A study of 1,627 individuals by Eriksen et al. has looked at this issue, suggesting that TBW was superior to BSA as a GFR NI 23. They observed almost identical values across gender and BMI categories using a standard TBW of 40 l but not with BSA. One of the limitations in this study is that it relies on estimates rather than direct measurements.

Another option is to abandon indexing renal function 24 as proposed a long time ago by Turner et al. and to use a linear regression method instead.

The lack of measured ECV does not allow us to study other potential indexations such as ECV‐indexed GFR and TBW‐indexed GFR.

Ideally, this study should be repeated in a healthy population as cancer patients can suffer substantial weight loss that might affect GFR measuring results.
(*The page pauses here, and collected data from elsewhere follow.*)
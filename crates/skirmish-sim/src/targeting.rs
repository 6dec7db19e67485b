//! Target selection for the three projectile modes.
//!
//! All selectors are read-only scans over the world's collections. Ties
//! are broken by collection order (first candidate wins), which keeps
//! selection deterministic.

use skirmish_core::components::{Projectile, Unit};
use skirmish_core::enums::{ShapeKind, Team};
use skirmish_core::types::Vec2;

/// Source-kind order a defensive projectile hunts in: offensive shots
/// first, then enemy deflectors, then heals.
pub const DEFENSIVE_PRIORITY: [ShapeKind; 3] =
    [ShapeKind::Triangle, ShapeKind::Square, ShapeKind::Pentagon];

/// Index of the nearest alive unit not on `team`.
pub fn nearest_enemy_unit(units: &[Unit], team: Team, from: Vec2) -> Option<usize> {
    units
        .iter()
        .enumerate()
        .filter(|(_, u)| u.alive && u.team != team)
        .min_by(|(_, a), (_, b)| {
            a.position
                .distance_squared(from)
                .total_cmp(&b.position.distance_squared(from))
        })
        .map(|(i, _)| i)
}

/// Index of the alive, injured unit on `team` with the lowest hp fraction.
pub fn most_injured_ally(units: &[Unit], team: Team) -> Option<usize> {
    units
        .iter()
        .enumerate()
        .filter(|(_, u)| u.alive && u.team == team && u.is_injured())
        .min_by(|(_, a), (_, b)| a.hp_fraction().total_cmp(&b.hp_fraction()))
        .map(|(i, _)| i)
}

/// Index of the enemy projectile a defensive projectile on `team` should chase.
///
/// Walks `DEFENSIVE_PRIORITY` and returns the nearest alive enemy of the
/// first kind that has any candidate. `skip` excludes the caller's own slot.
pub fn defensive_target(
    projectiles: &[Projectile],
    skip: usize,
    team: Team,
    from: Vec2,
) -> Option<usize> {
    DEFENSIVE_PRIORITY.iter().find_map(|&kind| {
        projectiles
            .iter()
            .enumerate()
            .filter(|&(i, p)| i != skip && p.alive && p.team != team && p.kind == kind)
            .min_by(|(_, a), (_, b)| {
                a.position
                    .distance_squared(from)
                    .total_cmp(&b.position.distance_squared(from))
            })
            .map(|(i, _)| i)
    })
}

#[cfg(test)]
mod tests {
    use super::*;

    fn unit(team: Team, x: f64, hp: f64) -> Unit {
        Unit::new(team, Vec2::new(x, 100.0), ShapeKind::Triangle, None, hp, 0.0)
    }

    #[test]
    fn test_nearest_enemy_skips_dead_and_friendly() {
        let mut units = vec![
            unit(Team::Red, 10.0, 100.0),
            unit(Team::Blue, 20.0, 100.0),
            unit(Team::Blue, 50.0, 100.0),
        ];
        units[1].alive = false;
        assert_eq!(nearest_enemy_unit(&units, Team::Red, Vec2::new(0.0, 100.0)), Some(2));
        assert_eq!(nearest_enemy_unit(&units, Team::Blue, Vec2::ZERO), Some(0));
    }

    #[test]
    fn test_most_injured_ally_ignores_full_health() {
        let units = vec![
            unit(Team::Red, 0.0, 100.0),
            unit(Team::Red, 0.0, 70.0),
            unit(Team::Red, 0.0, 40.0),
            unit(Team::Blue, 0.0, 10.0),
        ];
        assert_eq!(most_injured_ally(&units, Team::Red), Some(2));
        assert_eq!(most_injured_ally(&units[..1], Team::Red), None);
    }

    #[test]
    fn test_defensive_priority_beats_distance() {
        let near_heal = Projectile::healing(Team::Blue, Vec2::new(1.0, 0.0), 5.0, 100.0, 100.0);
        let far_shot = Projectile::offensive(Team::Blue, Vec2::new(300.0, 0.0), 5.0, 100.0, 100.0);
        let own = Projectile::defensive(Team::Red, Vec2::ZERO, 3.0, 100.0, 100.0);
        let projectiles = vec![own, near_heal, far_shot];
        assert_eq!(defensive_target(&projectiles, 0, Team::Red, Vec2::ZERO), Some(2));
    }

    #[test]
    fn test_defensive_target_none_without_enemies() {
        let own = Projectile::defensive(Team::Red, Vec2::ZERO, 3.0, 100.0, 100.0);
        let friend = Projectile::offensive(Team::Red, Vec2::new(5.0, 0.0), 5.0, 100.0, 100.0);
        assert_eq!(defensive_target(&[own, friend], 0, Team::Red, Vec2::ZERO), None);
    }
}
Another problem with this study is that no information regarding protein intake or pain around the time when GFR was measured has been collected, and this can lead to large changes in measured GFR in a short period of time, caused by different mechanisms. None of the patients suffered with carcinoid or growth hormone tumors, which also can lead to changes in GFR. A smaller sample from this group of patients showed that the vast majority of patients had lung cancer (77.3%) or ovarian cancer (15,1%) (18).

Some might argue regarding the choice of EDTA as the gold standard because the urinary clearance of ⁵¹Cr‐EDTA consistently underestimates inulin clearances by 5 to 15% in most but not all studies, suggesting tubular reabsorption 14; but this choice is based on the wide use of this method as a surrogate of glomerular filtration in Denmark.

With regard to the differences in GFR by gender, it is difficult to say whether the differences between men and women are due to body size alone or not. Besides, the number of men and women in the low and high BSA subgroups, respectively, is low and therefore, the precision of any conclusions drawn is poor.

With regard to the correlation analysis, this study proves that BSA is not a good NI 16, as it does not accomplish with the four statistical requirements for good normalization. The agreement analysis showed BSA as NI of GFR has bias with wide 95% limits of agreement.

This study shows that BSA as a normalization factor has estimation errors, that is why we propose the use of GFR absolute values especially whenever BSA values are <1.6 or ≥2 m², in order to calculate the appropriate chemotherapy dose as well as the individual kidney function. This can be easily done by using the following formula:

$$\begin{array}{ccc}\hfill \mathrm{Absolute}\mathrm{GFR}& =& (\mathrm{Indexed}\mathrm{GFR}\times \mathrm{Patients}\mathrm{BSA})\hfill \\ & & /1.73{\mathrm{m}}^2,\hfill \end{array}$$

which results in GFR expressed as ml/min.

This practice can be very relevant as the use of BSA‐GFR values based on estimation formula increases from day to day, adding uncertainty to the results obtained in patients with extreme body sizes.